The optimist’s take is that the way to do this is clear: Trump was at his most unpopular when he behaved grotesquely and ceded policymaking to the Republican old guard, so his would-be successors need to act less like tinpot tyrants, eschew the ranting and the insults, and also make good on some of the policy promises Trump left by the wayside. A populism 2.0 that doesn’t alienate as many people with its rhetoric, that promises more support for families and domestic industry, that accepts universal health care and attacks monopolies and keeps low-skilled immigration low, all while confronting China and avoiding Middle East entanglements and fighting elite progressivism tooth and nail — there’s your new Republican majority.

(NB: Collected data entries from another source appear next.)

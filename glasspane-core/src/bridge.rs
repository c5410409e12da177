//! Event dispatch bridge: turns native UI interactions into handler-id
//! messages sent back into the execution context. No function reference
//! ever crosses the boundary; a stale element or handler means the event
//! is silently dropped.

use crate::protocol::InboundMessage;
use crate::reconciler::TreeReconciler;
use serde_json::Value;
use tokio::sync::mpsc;
use tracing::trace;

pub struct EventDispatchBridge {
    inbound_tx: mpsc::UnboundedSender<InboundMessage>,
}

impl EventDispatchBridge {
    pub fn new(inbound_tx: mpsc::UnboundedSender<InboundMessage>) -> Self {
        Self { inbound_tx }
    }

    /// Route one native interaction. Returns false when no live handler is
    /// registered for the element/event pair.
    pub fn dispatch(
        &self,
        reconciler: &TreeReconciler,
        element_id: u64,
        event: &str,
        payload: Value,
    ) -> bool {
        let Some(handler_id) = reconciler.handler_for(element_id, event) else {
            trace!(element_id, event, "no handler registered; event dropped");
            return false;
        };
        self.inbound_tx
            .send(InboundMessage::Event {
                handler_id,
                payload,
            })
            .is_ok()
    }
}

#[cfg(test)]
mod tests {
    use super::*;
    use crate::protocol::Operation;
    use crate::reconciler::ROOT_ELEMENT_ID;
    use glasspane_ui::Props;
    use serde_json::json;

    fn wired_reconciler() -> TreeReconciler {
        let mut reconciler = TreeReconciler::new();
        reconciler.apply_batch(&[
            Operation::Create {
                id: 1,
                kind: "button".to_string(),
                props: Props::new(),
            },
            Operation::AppendChild {
                parent: ROOT_ELEMENT_ID,
                child: 1,
            },
            Operation::AddEventListener {
                id: 1,
                event: "click".to_string(),
                handler_id: 4,
            },
        ]);
        reconciler
    }

    #[test]
    fn test_dispatch_sends_handler_id_only() {
        let (tx, mut rx) = mpsc::unbounded_channel();
        let bridge = EventDispatchBridge::new(tx);
        let reconciler = wired_reconciler();
        assert!(bridge.dispatch(&reconciler, 1, "click", json!({"x": 1})));
        match rx.try_recv().unwrap() {
            InboundMessage::Event {
                handler_id,
                payload,
            } => {
                assert_eq!(handler_id, 4);
                assert_eq!(payload, json!({"x": 1}));
            }
            other => panic!("unexpected message: {:?}", other),
        }
    }

    #[test]
    fn test_stale_events_are_dropped() {
        let (tx, mut rx) = mpsc::unbounded_channel();
        let bridge = EventDispatchBridge::new(tx);
        let reconciler = wired_reconciler();
        assert!(!bridge.dispatch(&reconciler, 1, "change", json!(null)));
        assert!(!bridge.dispatch(&reconciler, 99, "click", json!(null)));
        assert!(rx.try_recv().is_err());
    }
}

But there are other possibilities. One is that some of the voters who turned out for the G.O.P. in the last two presidential cycles were drawn in by Trump’s celebrity charisma as much as by any of his policy arguments — that if he alienated suburban women with his finger-in-your-eye behavior, it also helped elevate his appeal with the country’s disaffected blocs. In which case you can’t just shave off the rough edges and expect a different politician to claim the same support. Rural white voters in Wisconsin who felt forgotten by both parties, or Latino men around Miami alienated by wokeness, or for that matter the rebellious grassroots conservatives who backed Trump’s 2016 primary campaign — do any of them respond the same way to a Republican who has picked up the language of populism but comes across as a stuffed shirt rather than a tough guy, a nerd rather than a tycoon, a politician rather than a star?
Then even if it were possible for another Republican to claim and expand his coalition, it’s not clear that Trump himself will let that happen.